▶ **Task objective**: What lines below contain the string "opts"? List them all.

▶ **Supplied records**:
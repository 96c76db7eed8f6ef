use std::time::Duration;

use thiserror::Error;

use crate::store::StoreError;

#[derive(Error, Debug)]
pub enum Error {
    #[error("Connectivity error: {0}")]
    Connectivity(String),

    #[error("Not found: {0}")]
    NotFound(String),

    #[error("Conflict: {0}")]
    Conflict(String),

    #[error("Validation error: {0}")]
    Validation(String),

    #[error("Filesystem error: {0}")]
    Filesystem(#[from] std::io::Error),

    #[error("JSON error: {0}")]
    Json(#[from] serde_json::Error),

    #[error("YAML error: {0}")]
    Yaml(#[from] serde_yaml::Error),

    #[error("Store error: {0}")]
    Store(#[from] StoreError),

    #[error("Config error: {0}")]
    Config(String),

    #[error("Backup tree error: {0}")]
    Tree(String),

    #[error("Timed out after {0:?}")]
    Timeout(Duration),
}

pub type Result<T> = std::result::Result<T, Error>;
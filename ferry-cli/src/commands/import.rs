//! Import command implementation.

use std::path::PathBuf;
use std::sync::Arc;
use std::time::Duration;

use anyhow::{Context, Result};

use ferry::config::Config;
use ferry::{ImportOptions, Importer};

use super::{build_policy, build_store, print_report, ConsoleProgress};

pub struct ImportArgs {
    pub config: Config,
    pub target: Option<String>,
    pub src: PathBuf,
    pub token: Option<String>,
    pub target_container: Option<String>,
    pub overwrite_dashboards: bool,
    pub include_containers: Vec<String>,
    pub exclude_containers: Vec<String>,
    pub timeout_secs: Option<u64>,
    pub concurrency: Option<usize>,
    pub no_progress: bool,
}

/// Run the import command.
pub async fn run_import(args: ImportArgs) -> Result<()> {
    let store = build_store(
        &args.config.target,
        args.target,
        args.token,
        args.timeout_secs,
    )?;
    let policy = build_policy(&args.config, args.include_containers, args.exclude_containers);

    let opts = ImportOptions {
        policy,
        concurrency: args.concurrency.unwrap_or(args.config.run.concurrency),
        timeout: args
            .timeout_secs
            .map(Duration::from_secs)
            .unwrap_or_else(|| args.config.target.timeout()),
        overwrite_dashboards: args.overwrite_dashboards
            || args.config.run.overwrite_dashboards,
        target_container: args.target_container,
    };

    let mut importer = Importer::new(opts);
    let progress = if args.no_progress {
        None
    } else {
        Some(Arc::new(ConsoleProgress::new("Import:")))
    };
    if let Some(progress) = &progress {
        importer = importer.with_progress(progress.clone());
    }

    let cancel = importer.cancel_token();
    tokio::spawn(async move {
        if tokio::signal::ctrl_c().await.is_ok() {
            eprintln!();
            eprintln!("interrupt received, finishing in-flight work");
            cancel.cancel();
        }
    });

    println!("Importing {} ", args.src.display());
    let report = importer
        .run(&store, &args.src)
        .await
        .context("import failed")?;

    if let Some(progress) = &progress {
        progress.finish();
    }
    print_report(&report);

    Ok(())
}
//! Per-object outcomes and the aggregated run report.
//!
//! Workers never share counters: each returns its own outcomes, and the
//! caller merges them into a `RunReport` after the join barrier.

use std::collections::BTreeMap;

use serde::{Deserialize, Serialize};

use crate::kind::ObjectKind;

/// Terminal outcome for one object (or one filtered container).
#[derive(Debug, Clone, Copy, PartialEq, Eq, PartialOrd, Ord, Hash, Serialize, Deserialize)]
#[serde(rename_all = "kebab-case")]
pub enum Outcome {
    Exported,
    Created,
    Updated,
    SkippedFilter,
    SkippedExists,
    SkippedProvenance,
    Failed,
}

impl Outcome {
    pub fn name(&self) -> &'static str {
        match self {
            Outcome::Exported => "exported",
            Outcome::Created => "created",
            Outcome::Updated => "updated",
            Outcome::SkippedFilter => "skipped (filter)",
            Outcome::SkippedExists => "skipped (exists)",
            Outcome::SkippedProvenance => "skipped (provenance)",
            Outcome::Failed => "failed",
        }
    }

    pub fn is_skip(&self) -> bool {
        matches!(
            self,
            Outcome::SkippedFilter | Outcome::SkippedExists | Outcome::SkippedProvenance
        )
    }
}

impl std::fmt::Display for Outcome {
    fn fmt(&self, f: &mut std::fmt::Formatter<'_>) -> std::fmt::Result {
        write!(f, "{}", self.name())
    }
}

/// One recorded decision: what happened to `container/identity` of `kind`.
#[derive(Debug, Clone, PartialEq, Eq, Serialize, Deserialize)]
pub struct ObjectOutcome {
    pub kind: ObjectKind,
    pub container: String,
    pub identity: String,
    pub outcome: Outcome,
    /// Failure or skip reason; carries the underlying error's message
    /// verbatim, never a substring-matched summary.
    #[serde(default, skip_serializing_if = "Option::is_none")]
    pub reason: Option<String>,
}

impl ObjectOutcome {
    pub fn new(
        kind: ObjectKind,
        container: impl Into<String>,
        identity: impl Into<String>,
        outcome: Outcome,
    ) -> Self {
        Self {
            kind,
            container: container.into(),
            identity: identity.into(),
            outcome,
            reason: None,
        }
    }

    pub fn with_reason(mut self, reason: impl Into<String>) -> Self {
        self.reason = Some(reason.into());
        self
    }
}

/// Aggregated counts plus per-failure detail for one export or import run.
#[derive(Debug, Clone, Default, Serialize, Deserialize)]
pub struct RunReport {
    counts: BTreeMap<ObjectKind, BTreeMap<Outcome, u64>>,
    failures: Vec<ObjectOutcome>,
}

impl RunReport {
    pub fn new() -> Self {
        Self::default()
    }

    pub fn record(&mut self, outcome: ObjectOutcome) {
        *self
            .counts
            .entry(outcome.kind)
            .or_default()
            .entry(outcome.outcome)
            .or_default() += 1;
        if outcome.outcome == Outcome::Failed {
            self.failures.push(outcome);
        }
    }

    pub fn record_all(&mut self, outcomes: impl IntoIterator<Item = ObjectOutcome>) {
        for outcome in outcomes {
            self.record(outcome);
        }
    }

    pub fn merge(&mut self, other: RunReport) {
        for (kind, per_outcome) in other.counts {
            let entry = self.counts.entry(kind).or_default();
            for (outcome, n) in per_outcome {
                *entry.entry(outcome).or_default() += n;
            }
        }
        self.failures.extend(other.failures);
    }

    pub fn count(&self, kind: ObjectKind, outcome: Outcome) -> u64 {
        self.counts
            .get(&kind)
            .and_then(|m| m.get(&outcome))
            .copied()
            .unwrap_or(0)
    }

    pub fn total(&self, outcome: Outcome) -> u64 {
        self.counts
            .values()
            .filter_map(|m| m.get(&outcome))
            .sum()
    }

    pub fn kinds(&self) -> impl Iterator<Item = ObjectKind> + '_ {
        self.counts.keys().copied()
    }

    pub fn failures(&self) -> &[ObjectOutcome] {
        &self.failures
    }

    pub fn has_failures(&self) -> bool {
        !self.failures.is_empty()
    }

    /// Human-readable summary table: one row per kind, one trailing line
    /// per failure.
    pub fn render_summary(&self) -> String {
        let mut out = String::new();
        out.push_str(&format!(
            "{:<22} {:>9} {:>8} {:>8} {:>8} {:>7}\n",
            "kind", "exported", "created", "updated", "skipped", "failed"
        ));
        for (kind, per_outcome) in &self.counts {
            let get = |o: Outcome| per_outcome.get(&o).copied().unwrap_or(0);
            let skipped: u64 = per_outcome
                .iter()
                .filter(|(o, _)| o.is_skip())
                .map(|(_, n)| n)
                .sum();
            out.push_str(&format!(
                "{:<22} {:>9} {:>8} {:>8} {:>8} {:>7}\n",
                kind.name(),
                get(Outcome::Exported),
                get(Outcome::Created),
                get(Outcome::Updated),
                skipped,
                get(Outcome::Failed),
            ));
        }
        for failure in &self.failures {
            out.push_str(&format!(
                "  {} {}/{}: {}\n",
                failure.kind.name(),
                failure.container,
                failure.identity,
                failure.reason.as_deref().unwrap_or("unknown error"),
            ));
        }
        out
    }
}

/// Progress callback for long-running export/import runs.
pub trait RunProgress: Send + Sync {
    /// Called once per recorded object outcome.
    fn on_object(&self, outcome: &ObjectOutcome);

    /// Called when a kind's pass (and its join barrier) completes.
    fn on_kind_complete(&self, kind: ObjectKind);
}

/// No-op progress reporter for when progress isn't needed.
pub struct NoopProgress;

impl RunProgress for NoopProgress {
    fn on_object(&self, _outcome: &ObjectOutcome) {}
    fn on_kind_complete(&self, _kind: ObjectKind) {}
}

#[cfg(test)]
mod tests {
    use super::*;

    fn outcome(kind: ObjectKind, identity: &str, outcome: Outcome) -> ObjectOutcome {
        ObjectOutcome::new(kind, "Prod", identity, outcome)
    }

    #[test]
    fn test_record_and_count() {
        let mut report = RunReport::new();
        report.record(outcome(ObjectKind::Dashboard, "a", Outcome::Created));
        report.record(outcome(ObjectKind::Dashboard, "b", Outcome::Created));
        report.record(
            outcome(ObjectKind::Dashboard, "c", Outcome::Failed).with_reason("boom"),
        );
        assert_eq!(report.count(ObjectKind::Dashboard, Outcome::Created), 2);
        assert_eq!(report.count(ObjectKind::Dashboard, Outcome::Failed), 1);
        assert_eq!(report.failures().len(), 1);
        assert_eq!(report.failures()[0].reason.as_deref(), Some("boom"));
    }

    #[test]
    fn test_merge_combines_worker_reports() {
        let mut a = RunReport::new();
        a.record(outcome(ObjectKind::ContactPoint, "x", Outcome::Created));
        let mut b = RunReport::new();
        b.record(outcome(ObjectKind::ContactPoint, "y", Outcome::Updated));
        b.record(outcome(ObjectKind::Template, "t", Outcome::Failed).with_reason("nope"));
        a.merge(b);
        assert_eq!(a.count(ObjectKind::ContactPoint, Outcome::Created), 1);
        assert_eq!(a.count(ObjectKind::ContactPoint, Outcome::Updated), 1);
        assert_eq!(a.total(Outcome::Failed), 1);
        assert_eq!(a.failures().len(), 1);
    }

    #[test]
    fn test_summary_lists_failures() {
        let mut report = RunReport::new();
        report.record(outcome(ObjectKind::Dashboard, "latency", Outcome::Created));
        report.record(
            outcome(ObjectKind::Dashboard, "errors", Outcome::Failed).with_reason("timeout"),
        );
        let summary = report.render_summary();
        assert!(summary.contains("dashboard"));
        assert!(summary.contains("Prod/errors: timeout"));
    }
}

▶ **Answer space**:
    let opts = ImportOptions {
    let mut importer = Importer::new(opts);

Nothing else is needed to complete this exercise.